Poor excuse by Australian police

Editorial, Normal

VICTORIAN teacher and AusAID worker, Russell Owen Lorback, escaped the clutches of PNG law enforcement officers by a couple of days.
PNG police wanted to interview Lorback regarding naked images of PNG girls in compromising poses, which police believe might have been involved in pornographic productions. They further wanted to question him with regards to the ages of the girls in the photographs.
If comments attributed to him by The Australian newspaper are correct, Lorback escaped deliberately because he had checked with his mates and they told him to “disappear” because he might not get a fair hearing in a PNG court.

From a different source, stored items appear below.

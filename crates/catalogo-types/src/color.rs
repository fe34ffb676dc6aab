//! Color classification of roulette rolls.
//!
//! The wheel has 15 slots: 0 is white, 1 through 7 are red, 8 through 14
//! are black. [`classify`] is total over all integers so an out-of-range
//! value coming from the upstream feed can never panic the pipeline; it
//! maps to [`Color::Unknown`] instead.

use serde::{Deserialize, Serialize};

/// Derived color classification of a roll.
#[derive(Debug, Clone, Copy, PartialEq, Eq, PartialOrd, Ord, Hash, Serialize, Deserialize)]
#[serde(rename_all = "lowercase")]
pub enum Color {
    /// Rolls 1 through 7.
    Red,
    /// Rolls 8 through 14.
    Black,
    /// Roll 0.
    White,
    /// Any roll outside `[0, 14]`. The upstream feed should never emit
    /// one, but the classifier must not fail if it does.
    Unknown,
}

/// Classify a raw roll number into its [`Color`].
///
/// Total function: every integer maps to a variant, no failure path.
pub const fn classify(number: i32) -> Color {
    match number {
        0 => Color::White,
        1..=7 => Color::Red,
        8..=14 => Color::Black,
        _ => Color::Unknown,
    }
}

impl Color {
    /// The lowercase name stored in the database and used in API payloads.
    pub const fn as_str(self) -> &'static str {
        match self {
            Self::Red => "red",
            Self::Black => "black",
            Self::White => "white",
            Self::Unknown => "unknown",
        }
    }

    /// Parse a stored color name back into a [`Color`].
    ///
    /// Unrecognized names fall back to [`Color::Unknown`] rather than
    /// erroring, matching the defensive posture of [`classify`].
    pub fn from_name(name: &str) -> Self {
        match name {
            "red" => Self::Red,
            "black" => Self::Black,
            "white" => Self::White,
            _ => Self::Unknown,
        }
    }

    /// Whether this is the white slot.
    pub const fn is_white(self) -> bool {
        matches!(self, Self::White)
    }
}

impl std::fmt::Display for Color {
    fn fmt(&self, f: &mut std::fmt::Formatter<'_>) -> std::fmt::Result {
        f.write_str(self.as_str())
    }
}

#[cfg(test)]
mod tests {
    use super::*;

    #[test]
    fn classify_red_range() {
        for n in 1..=7 {
            assert_eq!(classify(n), Color::Red, "roll {n} should be red");
        }
    }

    #[test]
    fn classify_black_range() {
        for n in 8..=14 {
            assert_eq!(classify(n), Color::Black, "roll {n} should be black");
        }
    }

    #[test]
    fn classify_zero_is_white() {
        assert_eq!(classify(0), Color::White);
    }

    #[test]
    fn classify_out_of_range_is_unknown() {
        assert_eq!(classify(-1), Color::Unknown);
        assert_eq!(classify(15), Color::Unknown);
        assert_eq!(classify(i32::MAX), Color::Unknown);
        assert_eq!(classify(i32::MIN), Color::Unknown);
    }

    #[test]
    fn name_round_trip() {
        for color in [Color::Red, Color::Black, Color::White, Color::Unknown] {
            assert_eq!(Color::from_name(color.as_str()), color);
        }
    }

    #[test]
    fn from_name_falls_back_to_unknown() {
        assert_eq!(Color::from_name("green"), Color::Unknown);
        assert_eq!(Color::from_name(""), Color::Unknown);
    }

    #[test]
    fn serde_uses_lowercase_names() {
        let json = serde_json::to_string(&Color::Red).unwrap_or_default();
        assert_eq!(json, "\"red\"");
    }
}
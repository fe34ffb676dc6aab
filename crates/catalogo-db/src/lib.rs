//! Data layer for the Catalogo roulette catalog (`PostgreSQL`).
//!
//! `PostgreSQL` holds the single durable table of classified round
//! results. The collector writes through [`ResultStore::insert_if_absent`]
//! (dedup enforced by a uniqueness constraint on `occurred_at`) and the
//! query API reads ordered ranges through [`ResultStore::query_range`].
//!
//! Uses [`sqlx`] with runtime query construction (not compile-time
//! checked) to avoid requiring a live database at build time. All
//! queries are parameterized.
//!
//! # Modules
//!
//! - [`postgres`] -- connection pool configuration and handle
//! - [`result_store`] -- round result insertion and range queries
//! - [`error`] -- shared error type

pub mod error;
pub mod postgres;
pub mod result_store;

// Re-export primary types for convenience.
pub use error::DbError;
pub use postgres::{PostgresConfig, PostgresPool};
pub use result_store::{InsertOutcome, ResultStore, SortOrder};
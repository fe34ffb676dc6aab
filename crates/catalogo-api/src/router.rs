//! Axum router construction for the query API.
//!
//! Assembles the routes into a single [`Router`] with CORS middleware
//! enabled so the dashboard frontend can call the API cross-origin.

use std::sync::Arc;

use axum::routing::get;
use axum::Router;
use tower_http::cors::{Any, CorsLayer};
use tower_http::trace::TraceLayer;

use crate::handlers;
use crate::state::AppState;

/// Build the complete Axum router for the query API.
///
/// The router includes:
/// - `GET /` -- minimal HTML index page
/// - `GET /api/results` -- window results, newest first
/// - `GET /api/statistics` -- window statistics payload
///
/// CORS is configured to allow any origin for the dashboard. In
/// production this should be restricted.
pub fn build_router(state: Arc<AppState>) -> Router {
    let cors = CorsLayer::new()
        .allow_origin(Any)
        .allow_methods(Any)
        .allow_headers(Any);

    Router::new()
        // Index page
        .route("/", get(handlers::index))
        // REST API
        .route("/api/results", get(handlers::get_results))
        .route("/api/statistics", get(handlers::get_statistics))
        .layer(cors)
        .layer(TraceLayer::new_for_http())
        .with_state(state)
}
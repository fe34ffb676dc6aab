//! Shared type definitions for the Catalogo roulette catalog.
//!
//! This crate holds the domain vocabulary used by every other crate in the
//! workspace: the [`Color`] classification of a roll, the [`classify`]
//! function that derives it, and the [`RoundResult`] record persisted by
//! the data layer.

pub mod color;
pub mod result;

// Re-export primary types for convenience.
pub use color::{classify, Color};
pub use result::RoundResult;
//! Error types for the data layer.
//!
//! All errors are propagated via [`DbError`] which wraps the underlying
//! [`sqlx`] errors. A storage fault is never swallowed on the write
//! path: the collector must know whether a result was durably recorded.

/// Errors that can occur in the data layer.
#[derive(Debug, thiserror::Error)]
pub enum DbError {
    /// A `PostgreSQL` operation failed.
    #[error("PostgreSQL error: {0}")]
    Postgres(#[from] sqlx::Error),

    /// A `PostgreSQL` migration failed.
    #[error("PostgreSQL migration error: {0}")]
    Migration(#[from] sqlx::migrate::MigrateError),

    /// A configuration error.
    #[error("Configuration error: {0}")]
    Config(String),
}
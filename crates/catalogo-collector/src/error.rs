//! Error types for the collector.

use catalogo_db::DbError;

/// Errors that can occur while collecting from the upstream feed.
#[derive(Debug, thiserror::Error)]
pub enum CollectorError {
    /// The upstream fetch failed (transport error or non-success
    /// status). Transient: the cycle is skipped, the loop continues.
    #[error("feed fetch failed: {0}")]
    Fetch(String),

    /// A configuration value could not be read or parsed.
    #[error("collector configuration error: {0}")]
    Config(String),

    /// A data layer operation failed.
    #[error(transparent)]
    Db(#[from] DbError),
}
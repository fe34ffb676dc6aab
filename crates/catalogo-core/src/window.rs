//! Query time-window resolution.
//!
//! Every query names a calendar day (defaulting to "today") and may ask
//! for only the trailing N hours of it. [`resolve_window`] turns that
//! pair into a concrete closed `[start, end]` range in the fixed civil
//! timezone.
//!
//! The trailing-hours filter is only meaningful for today: for any other
//! date the full-day range is returned regardless of the filter value.
//! That asymmetry is deliberate policy: a past day is complete, so
//! "the last N hours" has no anchor.

use chrono::{DateTime, Duration, NaiveDate, NaiveDateTime, NaiveTime, TimeZone, Utc};
use chrono_tz::Tz;

/// The fixed civil timezone all calendar-day and hour-of-day boundaries
/// are interpreted in.
pub const CIVIL_TZ: Tz = chrono_tz::America::Sao_Paulo;

/// Date format accepted from query parameters.
const DATE_FORMAT: &str = "%Y-%m-%d";

/// Errors from window resolution.
#[derive(Debug, thiserror::Error)]
pub enum WindowError {
    /// The `date` query parameter could not be parsed as `YYYY-MM-DD`.
    #[error("invalid date format: {0:?} (expected YYYY-MM-DD)")]
    InvalidDateFormat(String),
}

/// A resolved inclusive query range in the civil timezone.
#[derive(Debug, Clone, PartialEq, Eq)]
pub struct ResolvedWindow {
    /// The calendar day the query is about.
    pub date: NaiveDate,
    /// First instant of the range (inclusive).
    pub start: DateTime<Tz>,
    /// Last instant of the range (inclusive).
    pub end: DateTime<Tz>,
    /// The trailing-hours filter, present only when it was actually
    /// applied (today's date and a positive hour count).
    pub filter_hours: Option<i64>,
}

/// Resolve a query window against an explicit "now".
///
/// `date` is an optional `YYYY-MM-DD` string; omitted means today in
/// [`CIVIL_TZ`]. `trailing_hours` is parsed leniently: a missing,
/// non-numeric, or non-positive value means no filter, never an error.
///
/// When the filter applies, `start` is `now - trailing_hours` clamped
/// upward to the start of the day so the range never crosses into the
/// previous day; `end` is `now`. Otherwise the range spans the whole
/// day, ending at the last representable instant (`23:59:59.999999`).
///
/// # Errors
///
/// Returns [`WindowError::InvalidDateFormat`] if `date` is present but
/// malformed.
pub fn resolve_window(
    date: Option<&str>,
    trailing_hours: Option<&str>,
    now: DateTime<Tz>,
) -> Result<ResolvedWindow, WindowError> {
    let date = match date {
        Some(s) => NaiveDate::parse_from_str(s, DATE_FORMAT)
            .map_err(|_| WindowError::InvalidDateFormat(s.to_owned()))?,
        None => now.date_naive(),
    };

    let is_today = date == now.date_naive();
    let hours = trailing_hours
        .and_then(|s| s.trim().parse::<i64>().ok())
        .unwrap_or(0);

    let day_start = start_of_day(date);

    if is_today && hours > 0 {
        // Overflowing subtractions degrade to the day-start clamp.
        let candidate = Duration::try_hours(hours)
            .and_then(|d| now.checked_sub_signed(d))
            .unwrap_or(day_start);
        let start = if candidate < day_start {
            day_start
        } else {
            candidate
        };
        tracing::debug!(%start, end = %now, hours, "trailing-hours window resolved");
        Ok(ResolvedWindow {
            date,
            start,
            end: now,
            filter_hours: Some(hours),
        })
    } else {
        let end = end_of_day(date);
        tracing::debug!(%day_start, %end, %date, "full-day window resolved");
        Ok(ResolvedWindow {
            date,
            start: day_start,
            end,
            filter_hours: None,
        })
    }
}

/// Resolve a query window against the current wall clock.
///
/// # Errors
///
/// Returns [`WindowError::InvalidDateFormat`] if `date` is present but
/// malformed.
pub fn resolve_window_now(
    date: Option<&str>,
    trailing_hours: Option<&str>,
) -> Result<ResolvedWindow, WindowError> {
    resolve_window(date, trailing_hours, Utc::now().with_timezone(&CIVIL_TZ))
}

/// First instant of `date` in the civil timezone.
fn start_of_day(date: NaiveDate) -> DateTime<Tz> {
    to_civil(date.and_time(NaiveTime::MIN))
}

/// Last representable instant of `date` in the civil timezone.
fn end_of_day(date: NaiveDate) -> DateTime<Tz> {
    let last = NaiveTime::from_hms_micro_opt(23, 59, 59, 999_999).unwrap_or(NaiveTime::MIN);
    to_civil(date.and_time(last))
}

/// Attach the civil timezone to a naive local datetime.
///
/// São Paulo has had a fixed -03:00 offset since 2019, but historical
/// DST transitions can make a local time ambiguous (fall-back) or
/// nonexistent (spring-forward, which skipped midnight in Brazil).
fn to_civil(naive: NaiveDateTime) -> DateTime<Tz> {
    match naive.and_local_timezone(CIVIL_TZ) {
        chrono::LocalResult::Single(dt) | chrono::LocalResult::Ambiguous(dt, _) => dt,
        // The skipped hour: resume at the first instant that does exist.
        // Standard offset is -03:00, so local midnight is 03:00 UTC.
        chrono::LocalResult::None => CIVIL_TZ.from_utc_datetime(&(naive + Duration::hours(3))),
    }
}

#[cfg(test)]
#[allow(clippy::unwrap_used)]
mod tests {
    use super::*;
    use chrono::Timelike;

    fn civil(y: i32, mo: u32, d: u32, h: u32, mi: u32, s: u32) -> DateTime<Tz> {
        CIVIL_TZ.with_ymd_and_hms(y, mo, d, h, mi, s).unwrap()
    }

    #[test]
    fn omitted_date_defaults_to_today_full_day() {
        let now = civil(2024, 5, 10, 15, 30, 0);
        let w = resolve_window(None, None, now).unwrap();
        assert_eq!(w.date, NaiveDate::from_ymd_opt(2024, 5, 10).unwrap());
        assert_eq!(w.start, civil(2024, 5, 10, 0, 0, 0));
        assert_eq!(w.end.time().hour(), 23);
        assert_eq!(w.end.time().minute(), 59);
        assert_eq!(w.filter_hours, None);
    }

    #[test]
    fn trailing_hours_applies_for_today() {
        let now = civil(2024, 5, 10, 15, 30, 0);
        let w = resolve_window(Some("2024-05-10"), Some("2"), now).unwrap();
        assert_eq!(w.start, civil(2024, 5, 10, 13, 30, 0));
        assert_eq!(w.end, now);
        assert_eq!(w.filter_hours, Some(2));
    }

    #[test]
    fn trailing_hours_clamps_to_start_of_day() {
        let now = civil(2024, 5, 10, 5, 0, 0);
        let w = resolve_window(Some("2024-05-10"), Some("20"), now).unwrap();
        assert_eq!(w.start, civil(2024, 5, 10, 0, 0, 0));
        assert_eq!(w.end, now);
        assert_eq!(w.filter_hours, Some(20));
    }

    #[test]
    fn trailing_hours_ignored_for_past_dates() {
        let now = civil(2024, 5, 10, 15, 30, 0);
        let w = resolve_window(Some("2024-05-09"), Some("2"), now).unwrap();
        assert_eq!(w.start, civil(2024, 5, 9, 0, 0, 0));
        assert_eq!(w.end.date_naive(), NaiveDate::from_ymd_opt(2024, 5, 9).unwrap());
        assert_eq!(w.filter_hours, None);
    }

    #[test]
    fn non_numeric_hours_treated_as_absent() {
        let now = civil(2024, 5, 10, 15, 30, 0);
        let w = resolve_window(Some("2024-05-10"), Some("abc"), now).unwrap();
        assert_eq!(w.filter_hours, None);
        assert_eq!(w.start, civil(2024, 5, 10, 0, 0, 0));
    }

    #[test]
    fn non_positive_hours_treated_as_absent() {
        let now = civil(2024, 5, 10, 15, 30, 0);
        for hours in ["0", "-3"] {
            let w = resolve_window(Some("2024-05-10"), Some(hours), now).unwrap();
            assert_eq!(w.filter_hours, None, "hours {hours} should not apply");
        }
    }

    #[test]
    fn huge_hours_degrades_to_day_start() {
        let now = civil(2024, 5, 10, 15, 30, 0);
        let huge = i64::MAX.to_string();
        let w = resolve_window(Some("2024-05-10"), Some(huge.as_str()), now).unwrap();
        assert_eq!(w.start, civil(2024, 5, 10, 0, 0, 0));
    }

    #[test]
    fn malformed_date_is_rejected() {
        let now = civil(2024, 5, 10, 15, 30, 0);
        let err = resolve_window(Some("2024-13-40"), None, now).unwrap_err();
        assert!(matches!(err, WindowError::InvalidDateFormat(_)));
    }

    #[test]
    fn end_of_day_carries_microsecond_precision() {
        let now = civil(2024, 5, 10, 15, 30, 0);
        let w = resolve_window(Some("2024-05-09"), None, now).unwrap();
        assert_eq!(w.end.time().nanosecond(), 999_999_000);
    }

    #[test]
    fn dst_spring_forward_midnight_resolves() {
        // 2018-11-04: Brazilian DST skipped midnight (clocks jumped
        // straight to 01:00). The day must still resolve to a range.
        let now = civil(2024, 5, 10, 15, 30, 0);
        let w = resolve_window(Some("2018-11-04"), None, now).unwrap();
        assert!(w.start < w.end);
        assert_eq!(w.start.date_naive(), NaiveDate::from_ymd_opt(2018, 11, 4).unwrap());
    }
}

That pretty much sounds like a line out of the now illegal Enhanced Cooperation Programme agreement between Australia and PNG and since he worked for AusAID, this might be the “company line”.
A police raid at Lorback’s place found a computer disc allegedly containing the compromising images of young Papua New Guinean girls.
Lorback admitted to The Australian that he had taken pictures of his girlfriends and that they “might have been 17 or 18”.
“I actually do not know what the legal age is in Papua New Guinea,” he is quoted as having told The Australian.
So if he does not know, they might as well have been 14 or 15.
His ignorance of the law is not an excuse under the laws of both Australia and PNG, and offered flippantly and in the cavalier attitude he appears to have done, it is an insult and demeaning to AusAID which offered him employment.
The question arises: How well was the person interviewed and how well was he briefed by the employing agency, particularly when such a person is to be placed in a position of trust with children in schools?
Surely, the legal age ought to have been made known to the person if he did not know already. Any school teacher, Australian or Papua New Guinean, would know that it is “off limits” to have a relationship of a sexual nature with one’s own student, including befriending a student in such a fashion.
The PNG Criminal Code specifically defines a school teacher as being in a “relationship of trust” to a child in school.
While section 229E (Abuse of Trust, Authority or Dependency) relates to a person who engages in an act of sexual penetration or touching of a girl between the ages of 16 and 18 who has an existing relationship of trust, authority of dependency, it could equally apply to matters like taking of pornographic pictures, which is an offence.
His own admittance (if the newspaper quotation is correct) that the girls “might have been 17 or 18” and that a number of them were his students, leaves him, we would venture, with a case to answer. The law is quite empathic that it is not a defence that the girls “consented” to an offence of sexual intercourse (or of pornographic images being taken).
In the specific case of using a child under the age of consent of 16 years for production of pornography, the penalty for a person found guilty of this offence is imprisonment for a term of not more than 15 years.
Distributions of pornographic images carry a penalty of 10 years and possession of child pornography could land the perpetrator in jail for up to five years.
Lorback says he took pictures of only his girlfriends but admits that some were his students. It appears he took pictures of or kept pictures of 12 different girls, all of whom PNG police have taken statements from.
Lorback is safely ensconced in a haven in north Queensland and allegedly out of the reach of both PNG and Australian federal police (AFP).
For PNG police, we can well understand, he might well be out of reach but it appears to be a very poor excuse indeed for the AFP to indicate that since the PNG police are investigating, they would not intervene. That seems to suggest to us that PNG police can go to Queensland to continue with their enquiries there, where it has no jurisdiction.
The AFP took a particular interest, we remember, in the case of the Australian pilot over his alleged sexual escapade in PNG and put the poor blighter away in jail – wrongfully it turned out. The pilot is suing the AFP.
Australian police also took a special interest in the 14-year-old case of one Julian Moti, so why not this particular case?
We understand there are in place understandings between the police of both countries to cooperate on cross border inquiries of this sort.
There has to be an explanation of some sort.